QC court quashes search warrants vs NDF peace talks staff

Mike Navallo, ABS-CBN News

Posted at Aug 19 2021 05:54 PM | Updated as of Aug 20 2021 01:43 PM

Protesters picket outside the Quezon City Regional Trial Court
Protesters picket outside the Quezon City Regional Trial Court on December 16, 2020, calling out the alleged connivance of executive judge Cecilyn Burgos-Villavert and PNP Chief Debold Sinas in issuing several search warrants leading to arrests of several activists. Mark Demayo, ABS-CBN News

MANILA (UPDATE)— A Quezon City court has quashed search warrants issued by QC Regional Trial Court Executive Judge Cecilyn Burgos-Villavert against two peace talks staffers of the National Democratic Front due to inconsistent statements and questions surrounding the primary prosecution witness.

Judge Ferdinand Baylon of the QC Regional Trial Court Branch 77 declared invalid the search warrants issued by Villavert against Alexander Birondo and Winona Birondo. 

The couple was among political prisoners ordered released by President Rodrigo Duterte in 2016 at the start of the peace talks between the Philippine government and the NDF. But they were rearrested soon after the negotiations collapsed.

The Birondos were arrested on July 23, 2019, first for alleged obstruction of justice because they supposedly intervened and prevented the arrest of a wanted person.

Police later served two search warrants in their apartment in Quezon City even though they were already detained in Camp Karingal, according to their counsel the Public Interest Law Center.

The Birondos challenged the validity of the search warrants, questioning the credibility of the primary witness, a certain Brian Reyes who claimed to be a janitor at the apartment, as well as the alleged failure of Villavert to ask searching and probing questions before issuing the search warrants.
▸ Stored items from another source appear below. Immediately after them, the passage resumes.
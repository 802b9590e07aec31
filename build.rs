use std::io::Result;

fn main() -> Result<()> {
    // Ensure a usable `protoc` is available (vendored fallback)
    if std::env::var_os("PROTOC").is_none() {
        if let Ok(pb) = protoc_bin_vendored::protoc_bin_path() {
            std::env::set_var("PROTOC", pb);
        }
    }

    tonic_build::configure()
        .build_server(true)
        .build_client(true)
        .compile_protos(&["proto/machine_runtime.proto"], &["proto"])?;

    Ok(())
}
//! Test support: a fake cloud-hypervisor REST API served on a real Unix
//! socket.
//!
//! Behaves like the upstream API for the endpoints the provider uses,
//! including the 500/"VM is not created" answer while no VM exists. State is
//! shared out so tests can assert on what the provider did.

use std::convert::Infallible;
use std::path::Path;
use std::sync::Arc;
use std::sync::Mutex;

use bytes::Bytes;
use http_body_util::BodyExt;
use http_body_util::Full;
use hyper::body::Incoming;
use hyper::service::service_fn;
use hyper::Method;
use hyper::Request;
use hyper::Response;
use hyper::StatusCode;
use hyper_util::rt::TokioIo;
use serde::Deserialize;
use tokio::net::UnixListener;
use tokio::task::JoinHandle;

use chv_provider::vmm::DiskConfig;
use chv_provider::vmm::NetConfig;
use chv_provider::vmm::VmConfig;
use chv_provider::vmm::VmState;

pub struct FakeVmmState {
    pub vm: Option<VmConfig>,
    pub vm_state: VmState,
    pub create_calls: usize,
    pub boot_calls: usize,
    pub power_button_calls: usize,
    pub delete_calls: usize,
    pub removed_devices: Vec<String>,
}

impl Default for FakeVmmState {
    fn default() -> Self {
        Self {
            vm: None,
            vm_state: VmState::Shutdown,
            create_calls: 0,
            boot_calls: 0,
            power_button_calls: 0,
            delete_calls: 0,
            removed_devices: Vec::new(),
        }
    }
}

pub struct FakeVmm {
    state: Arc<Mutex<FakeVmmState>>,
    accept_task: JoinHandle<()>,
}

impl Drop for FakeVmm {
    fn drop(&mut self) {
        self.accept_task.abort();
    }
}

impl FakeVmm {
    /// Bind the fake API on `socket_path` and start serving.
    pub fn start(socket_path: &Path) -> std::io::Result<Self> {
        let listener = UnixListener::bind(socket_path)?;
        let state = Arc::new(Mutex::new(FakeVmmState::default()));

        let accept_state = state.clone();
        let accept_task = tokio::spawn(async move {
            loop {
                let Ok((stream, _)) = listener.accept().await else {
                    return;
                };
                let state = accept_state.clone();
                tokio::spawn(async move {
                    let io = TokioIo::new(stream);
                    let service =
                        service_fn(move |req| handle_request(state.clone(), req));
                    let _ = hyper::server::conn::http1::Builder::new()
                        .serve_connection(io, service)
                        .await;
                });
            }
        });

        Ok(Self { state, accept_task })
    }

    pub fn with_state<T>(&self, f: impl FnOnce(&FakeVmmState) -> T) -> T {
        f(&self.state.lock().unwrap())
    }
}

async fn handle_request(
    state: Arc<Mutex<FakeVmmState>>,
    req: Request<Incoming>,
) -> Result<Response<Full<Bytes>>, Infallible> {
    let method = req.method().clone();
    let path = req.uri().path().to_string();
    let body = req
        .into_body()
        .collect()
        .await
        .map(|b| b.to_bytes())
        .unwrap_or_default();

    let response = route(&state, &method, &path, &body);
    Ok(response)
}

fn route(
    state: &Mutex<FakeVmmState>,
    method: &Method,
    path: &str,
    body: &[u8],
) -> Response<Full<Bytes>> {
    let mut state = state.lock().unwrap();
    match (method, path) {
        (&Method::GET, "/api/v1/vmm.ping") => {
            json_response(StatusCode::OK, r#"{"version":"fake-vmm"}"#)
        }
        (&Method::GET, "/api/v1/vm.info") => match &state.vm {
            None => text_response(StatusCode::INTERNAL_SERVER_ERROR, "VM is not created"),
            Some(config) => {
                let info = serde_json::json!({
                    "state": state.vm_state,
                    "config": config,
                });
                json_response(StatusCode::OK, &info.to_string())
            }
        },
        (&Method::PUT, "/api/v1/vm.create") => match serde_json::from_slice::<VmConfig>(body) {
            Ok(config) => {
                state.vm = Some(config);
                state.vm_state = VmState::Created;
                state.create_calls += 1;
                empty_response(StatusCode::NO_CONTENT)
            }
            Err(e) => text_response(StatusCode::BAD_REQUEST, &e.to_string()),
        },
        (&Method::PUT, "/api/v1/vm.boot") => {
            if state.vm.is_none() {
                return text_response(StatusCode::INTERNAL_SERVER_ERROR, "VM is not created");
            }
            state.vm_state = VmState::Running;
            state.boot_calls += 1;
            empty_response(StatusCode::NO_CONTENT)
        }
        (&Method::PUT, "/api/v1/vm.power-button") => {
            if state.vm.is_none() {
                return text_response(StatusCode::INTERNAL_SERVER_ERROR, "VM is not created");
            }
            state.vm_state = VmState::Shutdown;
            state.power_button_calls += 1;
            empty_response(StatusCode::NO_CONTENT)
        }
        (&Method::PUT, "/api/v1/vm.delete") => {
            state.vm = None;
            state.vm_state = VmState::Shutdown;
            state.delete_calls += 1;
            empty_response(StatusCode::NO_CONTENT)
        }
        (&Method::PUT, "/api/v1/vm.add-disk") => {
            match serde_json::from_slice::<DiskConfig>(body) {
                Ok(disk) => match &mut state.vm {
                    Some(vm) => {
                        vm.disks.get_or_insert_with(Vec::new).push(disk);
                        empty_response(StatusCode::NO_CONTENT)
                    }
                    None => {
                        text_response(StatusCode::INTERNAL_SERVER_ERROR, "VM is not created")
                    }
                },
                Err(e) => text_response(StatusCode::BAD_REQUEST, &e.to_string()),
            }
        }
        (&Method::PUT, "/api/v1/vm.add-net") => {
            match serde_json::from_slice::<NetConfig>(body) {
                Ok(net) => match &mut state.vm {
                    Some(vm) => {
                        vm.net.get_or_insert_with(Vec::new).push(net);
                        empty_response(StatusCode::NO_CONTENT)
                    }
                    None => {
                        text_response(StatusCode::INTERNAL_SERVER_ERROR, "VM is not created")
                    }
                },
                Err(e) => text_response(StatusCode::BAD_REQUEST, &e.to_string()),
            }
        }
        (&Method::PUT, "/api/v1/vm.remove-device") => {
            #[derive(Deserialize)]
            struct RemoveDevice {
                id: String,
            }
            match serde_json::from_slice::<RemoveDevice>(body) {
                Ok(remove) => {
                    if let Some(vm) = &mut state.vm {
                        if let Some(disks) = &mut vm.disks {
                            disks.retain(|d| d.id.as_deref() != Some(remove.id.as_str()));
                        }
                        if let Some(net) = &mut vm.net {
                            net.retain(|n| n.id.as_deref() != Some(remove.id.as_str()));
                        }
                    }
                    state.removed_devices.push(remove.id);
                    empty_response(StatusCode::NO_CONTENT)
                }
                Err(e) => text_response(StatusCode::BAD_REQUEST, &e.to_string()),
            }
        }
        _ => text_response(StatusCode::NOT_FOUND, "unknown endpoint"),
    }
}

fn empty_response(status: StatusCode) -> Response<Full<Bytes>> {
    Response::builder().status(status).body(Full::new(Bytes::new())).unwrap()
}

fn text_response(status: StatusCode, body: &str) -> Response<Full<Bytes>> {
    Response::builder()
        .status(status)
        .body(Full::new(Bytes::from(body.to_string())))
        .unwrap()
}

fn json_response(status: StatusCode, body: &str) -> Response<Full<Bytes>> {
    Response::builder()
        .status(status)
        .header("Content-Type", "application/json")
        .body(Full::new(Bytes::from(body.to_string())))
        .unwrap()
}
Reyes had claimed in the early part of his affidavit that he saw what looked like a grenade and a gun inside the room of the Birondos when he peeked through the window. But he did not mention the grenade in the latter part of his affidavit. 

His testimony before Villavert during the application for a search warrant did not clarify this as he only mentioned seeing a firearm.

“Essentially, what was relied upon was only the witness’ sworn statement, and no attempt to ask searching and probing questions was made insofar as the discovery of the grenade is concerned,” Judge Baylon said.

“This lack of sufficient questioning regarding the grenade, juxtaposed with the witness’ sworn statement and his testimony in court, leads this court to conclude that there is no basis for the issuance of SW No. 5898 (19),” he added, referring to the 1st search warrant.


Baylon also found that the 2nd search warrant did not particularly describe the firearm to be seized.

It only mentioned “a firearm of unknown caliber,” violating the requirement that the items to be seized by virtue of a search warrant must be particularly described.

Baylon noted that Reyes never claimed he saw the Birondo couple holding the gun and ammunition. Instead, Reyes said he saw 4 persons inside the Birondos’ room and a person allegedly cleaning the gun with his back turned to him whom he thought to be a cop — raising the possibility that somebody else might have owned the gun and ammunition.


It was, in fact, the identity of the witness that the court questioned — where he came from, why he started collecting garbage in the same month the search warrants were served, how he came to collect garbage in the Birondos' room, and how he was approached by police to testify.

Reyes just said he was approached by the police. But the court was not satisfied, wanting to find out how he could have been seen by the police during the couple’s arrest at the parking lot of the apartment complex if he claimed to be at the couple’s room 5 floors away.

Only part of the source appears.